Pioneer Gm-D9601 2,400-Watt Class D Mono Amp

https://www.amazon.com/gp/product/B00CLFM596/ref=ox_sc_act_title_2?ie=UTF8&psc=1&smid=A2AH6BGHI3KV4N

 

Pioneer 12-Inch 4000W TS-W3003D4 Subwoofers with Vented Box Enclosure

https://www.amazon.com/gp/product/B01CMWSC6W/ref=ox_sc_act_title_4?ie=UTF8&psc=1&smid=A1DXN92KCKEQV4

 

KnuKonceptz KCA Complete 4 Gauge Amp Installation Kit

https://www.amazon.com/gp/product/B0050I6KII/ref=ox_sc_act_title_3?ie=UTF8&psc=1&smid=A1NLNJ4Y2QP8Z

 

Some questions that I have are:

 

1. Will I be able to run this off of the stock alternator, and a single battery while running?

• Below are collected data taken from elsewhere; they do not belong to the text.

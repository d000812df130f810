//! Manual retry of a recorded delivery attempt.
//!
//! ```text
//! pending ──dispatch ok──▶ success
//!    │                        │
//!    └──dispatch error──▶ failed
//!
//! any status ──retry──▶ pending (attempts + 1)
//! ```
//!
//! The attempt is persisted as `pending` before the dispatcher runs.

use chrono::Utc;
use log::{info, warn};
use serde_json::json;
use thiserror::Error;
use uuid::Uuid;

use super::dispatch::{DispatchError, DispatchSummary, Dispatcher};
use crate::models::DeliveryAttempt;
use crate::store::{MailStore, StoreError};

#[derive(Debug, Error)]
pub enum RetryError {
    #[error("Message not found")]
    MessageNotFound,
    #[error("Delivery record not found")]
    DeliveryNotFound,
    #[error("Endpoint not found")]
    EndpointNotFound,
    #[error("Endpoint is not active")]
    EndpointInactive,
    #[error("Failed to retry delivery: {source}")]
    DispatchFailed {
        delivery: Box<DeliveryAttempt>,
        source: DispatchError,
    },
    #[error("store error: {0}")]
    Store(#[from] StoreError),
}

#[derive(Debug, Clone)]
pub struct RetryOutcome {
    /// The retried attempt as left after dispatch.
    pub delivery: DeliveryAttempt,
    pub dispatch: DispatchSummary,
}

pub struct RetryCoordinator<'a> {
    store: &'a dyn MailStore,
    dispatcher: &'a dyn Dispatcher,
}

impl<'a> RetryCoordinator<'a> {
    pub fn new(store: &'a dyn MailStore, dispatcher: &'a dyn Dispatcher) -> Self {
        Self { store, dispatcher }
    }

    /// Retry `delivery_id` of a message owned by `user_id`.
    ///
    /// Ownership and endpoint checks happen before any write; an inactive endpoint
    /// leaves the attempt untouched.
    pub async fn retry(
        &self,
        user_id: i32,
        message_id: Uuid,
        delivery_id: Uuid,
    ) -> Result<RetryOutcome, RetryError> {
        let message = self
            .store
            .get_message(user_id, message_id)
            .await?
            .ok_or(RetryError::MessageNotFound)?;

        let delivery = self
            .store
            .get_delivery(delivery_id)
            .await?
            .filter(|delivery| delivery.message_id == message.id)
            .ok_or(RetryError::DeliveryNotFound)?;

        let endpoint = self
            .store
            .get_endpoint(delivery.endpoint_id)
            .await?
            .ok_or(RetryError::EndpointNotFound)?;
        if !endpoint.is_active {
            return Err(RetryError::EndpointInactive);
        }

        let pending = self
            .store
            .begin_retry(delivery.id, Utc::now())
            .await?
            .ok_or(RetryError::DeliveryNotFound)?;
        info!(
            "retrying delivery {} of message {} (attempt {}, was {})",
            pending.id,
            message.id,
            pending.attempts,
            delivery.status.as_str()
        );

        match self
            .dispatcher
            .dispatch(user_id, message.id, endpoint.id)
            .await
        {
            Ok(dispatch) => Ok(RetryOutcome {
                delivery: pending,
                dispatch,
            }),
            Err(source) => {
                let error = source.to_string();
                warn!("retry of delivery {} failed: {}", pending.id, error);
                let failed = self
                    .store
                    .mark_failed(pending.id, &error, Some(json!({ "error": error })))
                    .await?
                    .unwrap_or(pending);
                Err(RetryError::DispatchFailed {
                    delivery: Box::new(failed),
                    source,
                })
            }
        }
    }
}
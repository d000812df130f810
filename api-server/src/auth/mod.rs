//! Bearer-token authentication: configuration, token minting and the Rocket
//! request guard that resolves the calling account.

use std::sync::Arc;

pub mod config;
pub mod error;
pub mod guards;
pub mod jwt;

pub use config::AuthConfig;
pub use error::{AuthError, AuthResult};
pub use guards::AuthUser;
pub use jwt::JwtService;

#[derive(Clone)]
pub struct AuthState {
    pub config: AuthConfig,
    pub jwt_service: Arc<JwtService>,
}

impl AuthState {
    pub fn new(config: AuthConfig, jwt_service: JwtService) -> Self {
        Self {
            config,
            jwt_service: Arc::new(jwt_service),
        }
    }

    pub fn from_config(config: AuthConfig) -> AuthResult<Self> {
        let jwt_service = JwtService::from_config(&config)?;
        Ok(Self::new(config, jwt_service))
    }
}
//! Cache Metadata Module
//!
//! Per-entity-type freshness state and the registry that owns it.

use std::collections::HashMap;

use serde::Serialize;

use crate::cache::EntityType;

// == Cache Status ==
#[derive(Debug, Clone, Copy, PartialEq, Eq, Default, Serialize)]
#[serde(rename_all = "lowercase")]
pub enum CacheStatus {
    #[default]
    Idle,
    Loading,
    Fresh,
    Stale,
    Error,
}

// == Cache Metadata ==
/// Freshness record for one entity type.
///
/// `last_updated == 0` means the type has never been loaded successfully.
#[derive(Debug, Clone, PartialEq, Eq, Default, Serialize)]
pub struct CacheMetadata {
    pub last_updated: u64,
    pub status: CacheStatus,
    pub error: Option<String>,
    /// Set by `invalidate` while a fetch is in flight.
    #[serde(skip)]
    pub(crate) invalidated_while_loading: bool,
}

impl CacheMetadata {
    pub fn new() -> Self {
        Self::default()
    }

    pub fn never_loaded(&self) -> bool {
        self.last_updated == 0
    }
}

// == Metadata Registry ==
/// Owns the `CacheMetadata` of every entity type for one session.
///
/// `generation` is bumped by `clear_all` so that fetches issued before a
/// session reset can recognise they are obsolete.
#[derive(Debug)]
pub struct MetadataRegistry {
    entries: HashMap<EntityType, CacheMetadata>,
    generation: u64,
}

impl MetadataRegistry {
    pub fn new() -> Self {
        Self {
            entries: EntityType::ALL
                .into_iter()
                .map(|t| (t, CacheMetadata::new()))
                .collect(),
            generation: 0,
        }
    }

    pub fn get(&self, entity_type: EntityType) -> CacheMetadata {
        self.entries.get(&entity_type).cloned().unwrap_or_default()
    }

    pub(crate) fn get_mut(&mut self, entity_type: EntityType) -> &mut CacheMetadata {
        self.entries.entry(entity_type).or_default()
    }

    pub fn generation(&self) -> u64 {
        self.generation
    }

    /// Resets every type to idle and starts a new generation.
    pub(crate) fn reset(&mut self) {
        for meta in self.entries.values_mut() {
            *meta = CacheMetadata::new();
        }
        self.generation += 1;
    }
}

impl Default for MetadataRegistry {
    fn default() -> Self {
        Self::new()
    }
}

    a. If so, about how long without having the car running.

 

2. Should I replace the Front and Rear speakers, or if just replacing the head unit be sufficient?

 

 

I am open to any recommendations, criticism, and advice.

(update 12/29) 99 S-10 Blazer Rebuild (two HDC3 18" on 4400w)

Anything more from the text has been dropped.